- _ACTIVITY_
Could you restate all of the entries, word for word?

***** INPUT DATA

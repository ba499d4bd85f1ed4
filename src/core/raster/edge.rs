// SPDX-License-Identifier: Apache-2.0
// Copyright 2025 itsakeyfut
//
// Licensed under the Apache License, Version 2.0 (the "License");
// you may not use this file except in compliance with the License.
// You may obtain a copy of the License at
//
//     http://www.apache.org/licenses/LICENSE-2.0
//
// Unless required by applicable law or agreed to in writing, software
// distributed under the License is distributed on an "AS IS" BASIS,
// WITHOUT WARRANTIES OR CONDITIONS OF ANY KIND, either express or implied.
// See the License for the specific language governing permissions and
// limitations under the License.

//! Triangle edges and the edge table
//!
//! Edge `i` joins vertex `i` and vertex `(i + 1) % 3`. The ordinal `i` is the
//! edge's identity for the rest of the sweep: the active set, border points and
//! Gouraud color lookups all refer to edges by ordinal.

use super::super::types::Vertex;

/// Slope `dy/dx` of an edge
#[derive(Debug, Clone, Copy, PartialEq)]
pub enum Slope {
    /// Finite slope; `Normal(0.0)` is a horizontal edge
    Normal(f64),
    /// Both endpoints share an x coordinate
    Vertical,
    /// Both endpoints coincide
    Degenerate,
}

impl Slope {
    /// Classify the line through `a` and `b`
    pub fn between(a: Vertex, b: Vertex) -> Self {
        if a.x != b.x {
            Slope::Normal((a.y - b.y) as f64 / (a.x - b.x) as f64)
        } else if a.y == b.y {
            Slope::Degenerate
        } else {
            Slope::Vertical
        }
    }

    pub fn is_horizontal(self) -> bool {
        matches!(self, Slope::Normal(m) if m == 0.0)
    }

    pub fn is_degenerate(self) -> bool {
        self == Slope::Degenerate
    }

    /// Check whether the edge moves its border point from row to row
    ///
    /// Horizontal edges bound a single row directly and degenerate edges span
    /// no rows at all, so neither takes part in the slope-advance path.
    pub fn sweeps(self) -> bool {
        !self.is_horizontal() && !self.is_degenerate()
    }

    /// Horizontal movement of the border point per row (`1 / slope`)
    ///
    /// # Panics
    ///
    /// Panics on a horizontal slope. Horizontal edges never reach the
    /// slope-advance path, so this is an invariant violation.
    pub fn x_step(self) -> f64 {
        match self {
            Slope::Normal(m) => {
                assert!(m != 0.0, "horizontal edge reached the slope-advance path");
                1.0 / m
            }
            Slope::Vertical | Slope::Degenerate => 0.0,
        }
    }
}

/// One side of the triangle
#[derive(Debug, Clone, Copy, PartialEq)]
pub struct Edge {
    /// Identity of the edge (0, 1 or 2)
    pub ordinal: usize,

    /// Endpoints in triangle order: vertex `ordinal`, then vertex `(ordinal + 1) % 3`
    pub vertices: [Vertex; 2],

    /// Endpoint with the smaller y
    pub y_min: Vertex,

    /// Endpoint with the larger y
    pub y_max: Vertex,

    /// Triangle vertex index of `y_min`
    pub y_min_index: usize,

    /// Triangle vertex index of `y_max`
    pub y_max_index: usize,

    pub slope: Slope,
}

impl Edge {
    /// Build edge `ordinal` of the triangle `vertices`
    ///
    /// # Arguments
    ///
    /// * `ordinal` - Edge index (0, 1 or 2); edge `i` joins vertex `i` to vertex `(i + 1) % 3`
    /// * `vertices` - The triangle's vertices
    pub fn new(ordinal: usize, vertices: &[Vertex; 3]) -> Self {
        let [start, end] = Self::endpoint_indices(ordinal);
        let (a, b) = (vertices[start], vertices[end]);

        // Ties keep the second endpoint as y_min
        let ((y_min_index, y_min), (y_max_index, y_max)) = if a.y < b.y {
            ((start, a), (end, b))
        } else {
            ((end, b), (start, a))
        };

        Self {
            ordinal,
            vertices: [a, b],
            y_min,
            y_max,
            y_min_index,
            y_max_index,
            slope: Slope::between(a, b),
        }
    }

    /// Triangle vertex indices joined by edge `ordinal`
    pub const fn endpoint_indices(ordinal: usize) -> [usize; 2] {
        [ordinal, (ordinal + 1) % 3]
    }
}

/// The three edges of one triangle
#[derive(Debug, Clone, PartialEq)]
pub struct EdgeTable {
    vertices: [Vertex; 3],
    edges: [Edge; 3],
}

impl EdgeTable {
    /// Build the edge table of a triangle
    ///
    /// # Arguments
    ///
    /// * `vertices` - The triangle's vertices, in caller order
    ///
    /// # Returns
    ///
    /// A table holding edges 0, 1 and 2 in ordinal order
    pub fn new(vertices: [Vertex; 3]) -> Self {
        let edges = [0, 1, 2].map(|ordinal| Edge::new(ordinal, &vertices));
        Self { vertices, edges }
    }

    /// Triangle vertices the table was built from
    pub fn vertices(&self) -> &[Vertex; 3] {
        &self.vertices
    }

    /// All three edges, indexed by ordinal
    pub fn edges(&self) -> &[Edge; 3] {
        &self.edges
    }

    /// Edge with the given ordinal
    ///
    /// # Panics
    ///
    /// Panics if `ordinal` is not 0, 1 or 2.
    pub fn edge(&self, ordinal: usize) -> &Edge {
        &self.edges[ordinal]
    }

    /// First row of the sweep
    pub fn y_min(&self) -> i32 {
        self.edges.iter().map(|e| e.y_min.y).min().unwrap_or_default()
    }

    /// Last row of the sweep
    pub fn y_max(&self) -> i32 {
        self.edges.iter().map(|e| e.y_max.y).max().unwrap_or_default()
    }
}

**********

- _YOUR RESPONSE_
repository ba499d4bd85f1ed4
filename src/core/raster/edge.rs
// SPDX-License-Identifier: Apache-2.0
// Copyright 2025 itsakeyfut
//
// Licensed under the Apache License, Version 2.0 (the "License");
// you may not use this file except in compliance with the License.
// You may obtain a copy of the License at
//
//     http://www.apache.org/licenses/LICENSE-2.0
//
// Unless required by applicable law or agreed to in writing, software
// distributed under the License is distributed on an "AS IS" BASIS,
// WITHOUT WARRANTIES OR CONDITIONS OF ANY KIND, either express or implied.
// See the License for the specific language governing permissions and
// limitations under the License.

//! Triangle edges and the edge table
//!
//! Edge `i` joins vertex `i` and vertex `(i + 1) % 3`. The ordinal `i` is the
//! edge's identity for the rest of the sweep: the active set, border points and
//! Gouraud color lookups all refer to edges by ordinal.

use super::super::types::Vertex;

/// Slope `dy/dx` of an edge
#[derive(Debug, Clone, Copy, PartialEq)]
pub enum Slope {
    /// Finite slope; `Normal(0.0)` is a horizontal edge
    Normal(f64),
    /// Both endpoints share an x coordinate
    Vertical,
    /// Both endpoints coincide
    Degenerate,
}

impl Slope {
    /// Classify the line through `a` and `b`
    pub fn between(a: Vertex, b: Vertex) -> Self {
        if a.x != b.x {
            Slope::Normal((a.y - b.y) as f64 / (a.x - b.x) as f64)
        } else if a.y == b.y {
            Slope::Degenerate
        } else {
            Slope::Vertical
        }
    }

    pub fn is_horizontal(self) -> bool {
        matches!(self, Slope::Normal(m) if m == 0.0)
    }

    pub fn is_degenerate(self) -> bool {
        self == Slope::Degenerate
    }

    /// Check whether the edge moves its border point from row to row
    ///
    /// Horizontal edges bound a single row directly and degenerate edges span
    /// no rows at all, so neither takes part in the slope-advance path.
    pub fn sweeps(self) -> bool {
        !self.is_horizontal() && !self.is_degenerate()
    }

    /// Horizontal movement of the border point per row (`1 / slope`)
    ///
    /// # Panics
    ///
    /// Panics on a horizontal slope. Horizontal edges never reach the
    /// slope-advance path, so this is an invariant violation.
    pub fn x_step(self) -> f64 {
        match self {
            Slope::Normal(m) => {
                assert!(m != 0.0, "horizontal edge reached the slope-advance path");
                1.0 / m
            }
            Slope::Vertical | Slope::Degenerate => 0.0,
        }
    }
}

/// One side of the triangle
#[derive(Debug, Clone, Copy, PartialEq)]
pub struct Edge {
    /// Identity of the edge (0, 1 or 2)
    pub ordinal: usize,

    /// Endpoints in triangle order: vertex `ordinal`, then vertex `(ordinal + 1) % 3`
    pub vertices: [Vertex; 2],

    /// Endpoint with the smaller y
    pub y_min: Vertex,

    /// Endpoint with the larger y
    pub y_max: Vertex,

    /// Triangle vertex index of `y_min`
    pub y_min_index: usize,

    /// Triangle vertex index of `y_max`
    pub y_max_index: usize,

    pub slope: Slope,
}

impl Edge {
    /// Build edge `ordinal` of the triangle `vertices`
    ///
    /// # Arguments
    ///
    /// * `ordinal` - Edge index (0, 1 or 2); edge `i` joins vertex `i` to vertex `(i + 1) % 3`
    /// * `vertices` - The triangle's vertices
    pub fn new(ordinal: usize, vertices: &[Vertex; 3]) -> Self {
        let [start, end] = Self::endpoint_indices(ordinal);
        let (a, b) = (vertices[start], vertices[end]);

        // Ties keep the second endpoint as y_min
        let ((y_min_index, y_min), (y_max_index, y_max)) = if a.y < b.y {
            ((start, a), (end, b))
        } else {
            ((end, b), (start, a))
        };

        Self {
            ordinal,
            vertices: [a, b],
            y_min,
            y_max,
            y_min_index,
            y_max_index,
            slope: Slope::between(a, b),
        }
    }

    /// Triangle vertex indices joined by edge `ordinal`
    pub const fn endpoint_indices(ordinal: usize) -> [usize; 2] {
        [ordinal, (ordinal + 1) % 3]
    }
}

/// The three edges of one triangle
#[derive(Debug, Clone, PartialEq)]
pub struct EdgeTable {
    vertices: [Vertex; 3],
    edges: [Edge; 3],
}

impl EdgeTable {
    /// Build the edge table of a triangle
    ///
    /// # Arguments
    ///
    /// * `vertices` - The triangle's vertices, in caller order
    ///
    /// # Returns
    ///
    /// A table holding edges 0, 1 and 2 in ordinal order
    pub fn new(vertices: [Vertex; 3]) -> Self {
        let edges = [0, 1, 2].map(|ordinal| Edge::new(ordinal, &vertices));
        Self { vertices, edges }
    }

    /// Triangle vertices the table was built from
    pub fn vertices(&self) -> &[Vertex; 3] {
        &self.vertices
    }

    /// All three edges, indexed by ordinal
    pub fn edges(&self) -> &[Edge; 3] {
        &self.edges
    }

    /// Edge with the given ordinal
    ///
    /// # Panics
    ///
    /// Panics if `ordinal` is not 0, 1 or 2.
    pub fn edge(&self, ordinal: usize) -> &Edge {
        &self.edges[ordinal]
    }

    /// First row of the sweep
    pub fn y_min(&self) -> i32 {
        self.edges.iter().map(|e| e.y_min.y).min().unwrap_or_default()
    }

    /// Last row of the sweep
    pub fn y_max(&self) -> i32 {
        self.edges.iter().map(|e| e.y_max.y).max().unwrap_or_default()
    }
}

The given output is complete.